---------- Listed entries

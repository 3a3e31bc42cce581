//! In-memory object store.

use async_trait::async_trait;
use bytes::Bytes;
use pagecast_core::{Error, ObjectStore, ObjectSummary, Result, StoredObject};
use std::collections::BTreeMap;
use std::sync::RwLock;

/// Object store kept in an ordered map.
#[derive(Default)]
pub struct MemoryObjectStore {
    objects: RwLock<BTreeMap<String, StoredObject>>,
}

impl MemoryObjectStore {
    pub fn new() -> Self {
        Self::default()
    }

    /// All keys currently stored, in order.
    pub fn keys(&self) -> Vec<String> {
        self.read().keys().cloned().collect()
    }

    fn read(&self) -> std::sync::RwLockReadGuard<'_, BTreeMap<String, StoredObject>> {
        self.objects.read().unwrap_or_else(|e| e.into_inner())
    }

    fn write(&self) -> std::sync::RwLockWriteGuard<'_, BTreeMap<String, StoredObject>> {
        self.objects.write().unwrap_or_else(|e| e.into_inner())
    }
}

#[async_trait]
impl ObjectStore for MemoryObjectStore {
    fn name(&self) -> &'static str {
        "memory"
    }

    async fn get(&self, key: &str) -> Result<StoredObject> {
        self.read()
            .get(key)
            .cloned()
            .ok_or_else(|| Error::NotFound(format!("object {}", key)))
    }

    async fn put(&self, key: &str, data: Bytes, content_type: &str) -> Result<()> {
        self.write().insert(
            key.to_string(),
            StoredObject {
                data,
                content_type: Some(content_type.to_string()),
            },
        );
        Ok(())
    }

    async fn list(&self, prefix: &str, limit: Option<usize>) -> Result<Vec<ObjectSummary>> {
        let objects = self.read();
        let matching = objects
            .range(prefix.to_string()..)
            .take_while(|(key, _)| key.starts_with(prefix))
            .map(|(key, object)| ObjectSummary {
                key: key.clone(),
                size: object.data.len() as u64,
            });
        Ok(match limit {
            Some(limit) => matching.take(limit).collect(),
            None => matching.collect(),
        })
    }

    async fn delete(&self, key: &str) -> Result<()> {
        self.write().remove(key);
        Ok(())
    }
}
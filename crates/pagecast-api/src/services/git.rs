//! Git service for fetching submitted repositories.

use std::path::Path;
use std::process::Stdio;
use tokio::process::Command;
use tracing::{info, warn};
use url::Url;

/// URL schemes `git clone` is allowed to use.
const ALLOWED_SCHEMES: [&str; 4] = ["https", "http", "ssh", "git"];

/// Scheme for repositories on the local filesystem; only accepted when
/// enabled with [`GitService::with_local_repositories`].
const LOCAL_SCHEME: &str = "file";

/// Service for Git operations.
#[derive(Debug, Clone)]
pub struct GitService {
    git_bin: String,
    allow_local: bool,
}

impl Default for GitService {
    fn default() -> Self {
        Self::new()
    }
}

impl GitService {
    pub fn new() -> Self {
        Self {
            git_bin: "git".to_string(),
            allow_local: false,
        }
    }

    /// Accept `file://` URLs. Never enable this for untrusted callers.
    pub fn with_local_repositories(mut self, allow: bool) -> Self {
        self.allow_local = allow;
        self
    }

    /// Validate a submitted repository URL.
    pub fn validate_url(&self, repo_url: &str) -> Result<Url, GitError> {
        let url = Url::parse(repo_url.trim())
            .map_err(|e| GitError::InvalidUrl(format!("{:?}: {}", repo_url, e)))?;
        let local = self.allow_local && url.scheme() == LOCAL_SCHEME;
        if !local && !ALLOWED_SCHEMES.contains(&url.scheme()) {
            return Err(GitError::InvalidUrl(format!(
                "unsupported scheme {:?}",
                url.scheme()
            )));
        }
        Ok(url)
    }

    /// Shallow-clone `repo_url` into `dest`, which must not exist yet.
    pub async fn clone_shallow(&self, repo_url: &str, dest: &Path) -> Result<(), GitError> {
        let url = self.validate_url(repo_url)?;
        if let Some(parent) = dest.parent() {
            tokio::fs::create_dir_all(parent).await?;
        }

        info!(repo_url = %url, path = %dest.display(), "Cloning repository");

        let output = Command::new(&self.git_bin)
            .args(["clone", "--depth", "1", "--single-branch", url.as_str()])
            .arg(dest)
            .env("GIT_TERMINAL_PROMPT", "0")
            .stdin(Stdio::null())
            .stdout(Stdio::piped())
            .stderr(Stdio::piped())
            .output()
            .await?;

        if !output.status.success() {
            let stderr = String::from_utf8_lossy(&output.stderr);
            warn!(repo_url = %url, "Git clone failed");
            return Err(GitError::CloneFailed(stderr.trim().to_string()));
        }

        info!(path = %dest.display(), "Repository cloned successfully");
        Ok(())
    }
}

#[derive(Debug, thiserror::Error)]
pub enum GitError {
    #[error("IO error: {0}")]
    Io(#[from] std::io::Error),

    #[error("Clone failed: {0}")]
    CloneFailed(String),

    #[error("Invalid repository URL: {0}")]
    InvalidUrl(String),
}
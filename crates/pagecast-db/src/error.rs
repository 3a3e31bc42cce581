//! Database error types.

use pagecast_core::Error as CoreError;
use thiserror::Error;

#[derive(Debug, Error)]
pub enum DbError {
    #[error("not found: {0}")]
    NotFound(String),

    #[error("corrupt row: {0}")]
    Corrupt(String),

    #[error("database error: {0}")]
    Database(#[from] sqlx::Error),

    #[error("migration error: {0}")]
    Migration(#[from] sqlx::migrate::MigrateError),
}

pub type DbResult<T> = std::result::Result<T, DbError>;

impl DbError {
    /// Convert into the core error used by the queue trait.
    pub fn into_queue_error(self) -> CoreError {
        match self {
            DbError::NotFound(msg) => CoreError::NotFound(msg),
            other => CoreError::QueueTransport(other.to_string()),
        }
    }

    /// Convert into the core error used by the status store trait.
    pub fn into_status_error(self) -> CoreError {
        match self {
            DbError::NotFound(msg) => CoreError::NotFound(msg),
            other => CoreError::StatusStore(other.to_string()),
        }
    }
}
//! PostgreSQL persistence for pagecast.
//!
//! Provides the durable job queue and the status store shared by the
//! ingestion service and every worker.

pub mod error;
pub mod queue;
pub mod status;

pub use error::{DbError, DbResult};
pub use queue::{PgJobQueue, QueuedJob};
pub use status::{PgStatusStore, StatusRecord};

use sqlx::PgPool;
use sqlx::postgres::PgPoolOptions;

/// Create a new database connection pool.
pub async fn create_pool(database_url: &str) -> DbResult<PgPool> {
    let pool = PgPoolOptions::new()
        .max_connections(10)
        .connect(database_url)
        .await?;
    Ok(pool)
}

/// Run database migrations.
pub async fn run_migrations(pool: &PgPool) -> DbResult<()> {
    sqlx::migrate!("./migrations").run(pool).await?;
    Ok(())
}
#[cfg(test)]
mod tests {
    use super::*;
    use async_trait::async_trait;
    use pagecast_core::{Error, ProjectKind, StoredObject};
    use pagecast_storage::MemoryObjectStore;

    fn id(raw: &str) -> JobId {
        JobId::parse(raw).unwrap()
    }

    async fn seed(store: &MemoryObjectStore, keys: &[&str]) {
        for key in keys {
            store
                .put(key, Bytes::from(format!("contents of {}", key)), "text/plain")
                .await
                .unwrap();
        }
    }

    fn engine(store: Arc<dyn ObjectStore>, root: &Path) -> SyncEngine {
        SyncEngine::new(store, root).with_concurrency(4)
    }

    #[test]
    fn test_candidate_order() {
        assert_eq!(
            candidate_prefixes(&id("abc")),
            vec![
                "abc/",
                "abc\\",
                "abc",
                "output/abc/",
                "output\\abc\\",
                "output/abc",
                "output\\abc",
            ]
        );
    }

    #[test]
    fn test_boundary_filter() {
        assert_eq!(remainder_on_boundary("abc/", "abc/x.js"), Some("x.js"));
        assert_eq!(remainder_on_boundary("abc", "abc/x.js"), Some("/x.js"));
        assert_eq!(remainder_on_boundary("abc", "abc\\x.js"), Some("\\x.js"));
        assert_eq!(remainder_on_boundary("abc", "abc"), Some(""));
        assert_eq!(remainder_on_boundary("abc", "abcd/x.js"), None);
        assert_eq!(remainder_on_boundary("abc/", "xyz/abc/x.js"), None);
    }

    #[test]
    fn test_relative_source_path() {
        assert_eq!(
            relative_source_path("/src\\app/main.js"),
            Some(PathBuf::from("src/app/main.js"))
        );
        assert_eq!(relative_source_path(""), None);
        assert_eq!(relative_source_path("/"), None);
        assert_eq!(relative_source_path("src/"), None);
        assert_eq!(relative_source_path("../etc/passwd"), None);
        assert_eq!(relative_source_path("a/../../b"), None);
    }

    #[tokio::test]
    async fn test_download_canonical_layout() {
        let dir = tempfile::tempdir().unwrap();
        let store = Arc::new(MemoryObjectStore::new());
        seed(
            &store,
            &["demo1/package.json", "demo1/src/index.js", "demo1/src/", "demo10/package.json"],
        )
        .await;

        let workspace = engine(store, dir.path()).download(&id("demo1")).await.unwrap();
        assert_eq!(workspace, dir.path().join("demo1"));
        assert_eq!(
            std::fs::read_to_string(workspace.join("package.json")).unwrap(),
            "contents of demo1/package.json"
        );
        assert!(workspace.join("src/index.js").is_file());
        assert!(!dir.path().join("demo10").exists());
    }

    #[tokio::test]
    async fn test_download_legacy_backslash_layout() {
        let dir = tempfile::tempdir().unwrap();
        let store = Arc::new(MemoryObjectStore::new());
        seed(
            &store,
            &["output\\site\\package.json", "output\\site\\src\\main.js"],
        )
        .await;

        let workspace = engine(store, dir.path()).download(&id("site")).await.unwrap();
        assert!(workspace.join("package.json").is_file());
        assert!(workspace.join("src").join("main.js").is_file());
    }

    #[tokio::test]
    async fn test_download_does_not_take_other_jobs_files() {
        let dir = tempfile::tempdir().unwrap();
        let store = Arc::new(MemoryObjectStore::new());
        seed(&store, &["abcd/package.json", "xabc/package.json"]).await;

        let err = engine(store, dir.path()).download(&id("abc")).await.unwrap_err();
        match err {
            SyncError::SourceNotFound { job_id, tried } => {
                assert_eq!(job_id, "abc");
                assert_eq!(tried.len(), 7);
            }
            other => panic!("unexpected error: {other}"),
        }
        assert!(!dir.path().join("abc").exists());
    }

    #[tokio::test]
    async fn test_download_clears_stale_workspace_and_skips_traversal() {
        let dir = tempfile::tempdir().unwrap();
        let stale = dir.path().join("job/stale.txt");
        std::fs::create_dir_all(stale.parent().unwrap()).unwrap();
        std::fs::write(&stale, "old").unwrap();

        let store = Arc::new(MemoryObjectStore::new());
        seed(&store, &["job/index.html", "job/../escape.txt"]).await;

        let workspace = engine(store, dir.path()).download(&id("job")).await.unwrap();
        assert!(workspace.join("index.html").is_file());
        assert!(!stale.exists());
        assert!(!dir.path().join("escape.txt").exists());
    }

    fn build_output(root: &Path) -> BuildDescriptor {
        let out = root.join("dist");
        std::fs::create_dir_all(out.join("assets")).unwrap();
        std::fs::write(out.join("index.html"), "<h1>hi</h1>").unwrap();
        std::fs::write(out.join("assets/app.JS"), "console.log(1)").unwrap();
        std::fs::write(out.join("assets/logo.bin"), [0u8, 1, 2]).unwrap();
        std::fs::write(out.join("assets/site.css"), "body{}").unwrap();
        std::fs::write(out.join("assets/icon.svg"), "<svg/>").unwrap();
        std::fs::write(out.join("assets/hero.png"), [0x89u8, b'P', b'N', b'G']).unwrap();
        std::fs::write(out.join("manifest.json"), "{}").unwrap();
        BuildDescriptor {
            build_path: out,
            project_kind: ProjectKind::Generic,
        }
    }

    #[tokio::test]
    async fn test_upload_publishes_with_content_types() {
        let dir = tempfile::tempdir().unwrap();
        let store = Arc::new(MemoryObjectStore::new());
        seed(&store, &["demo/_static/old.html", "demo/package.json"]).await;
        let descriptor = build_output(dir.path());

        let sync = engine(store.clone(), dir.path());
        let count = sync.upload(&id("demo"), &descriptor).await.unwrap();
        assert_eq!(count, 7);

        assert_eq!(
            store.keys(),
            vec![
                "demo/_static/assets/app.JS",
                "demo/_static/assets/hero.png",
                "demo/_static/assets/icon.svg",
                "demo/_static/assets/logo.bin",
                "demo/_static/assets/site.css",
                "demo/_static/index.html",
                "demo/_static/manifest.json",
                "demo/package.json",
            ]
        );
        for (key, content_type, body) in [
            ("demo/_static/index.html", "text/html", &b"<h1>hi</h1>"[..]),
            ("demo/_static/assets/app.JS", "application/javascript", &b"console.log(1)"[..]),
            ("demo/_static/assets/site.css", "text/css", &b"body{}"[..]),
            ("demo/_static/manifest.json", "application/json", &b"{}"[..]),
            ("demo/_static/assets/hero.png", "image/png", &b"\x89PNG"[..]),
            ("demo/_static/assets/icon.svg", "image/svg+xml", &b"<svg/>"[..]),
            ("demo/_static/assets/logo.bin", "application/octet-stream", &b"\x00\x01\x02"[..]),
        ] {
            let object = store.get(key).await.unwrap();
            assert_eq!(object.content_type.as_deref(), Some(content_type), "{key}");
            assert_eq!(&object.data[..], body, "{key}");
        }
    }

    /// Store whose writes always fail.
    struct ReadOnlyStore(MemoryObjectStore);

    #[async_trait]
    impl ObjectStore for ReadOnlyStore {
        fn name(&self) -> &'static str {
            "read-only"
        }

        async fn get(&self, key: &str) -> pagecast_core::Result<StoredObject> {
            self.0.get(key).await
        }

        async fn put(&self, _key: &str, _data: Bytes, _ct: &str) -> pagecast_core::Result<()> {
            Err(Error::Storage("bucket is read-only".to_string()))
        }

        async fn list(
            &self,
            prefix: &str,
            limit: Option<usize>,
        ) -> pagecast_core::Result<Vec<ObjectSummary>> {
            self.0.list(prefix, limit).await
        }

        async fn delete(&self, key: &str) -> pagecast_core::Result<()> {
            self.0.delete(key).await
        }
    }

    #[tokio::test]
    async fn test_upload_failure_is_reported() {
        let dir = tempfile::tempdir().unwrap();
        let descriptor = build_output(dir.path());
        let sync = engine(Arc::new(ReadOnlyStore(MemoryObjectStore::new())), dir.path());

        let err = sync.upload(&id("demo"), &descriptor).await.unwrap_err();
        assert!(
            matches!(err, SyncError::Upload { key, message } if key.starts_with("demo/_static/") && message.contains("read-only"))
        );
    }
}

--------------------

## What is required
A single number is required: the count of lines in the data above that include the string "parent".

## Solution for this problem
3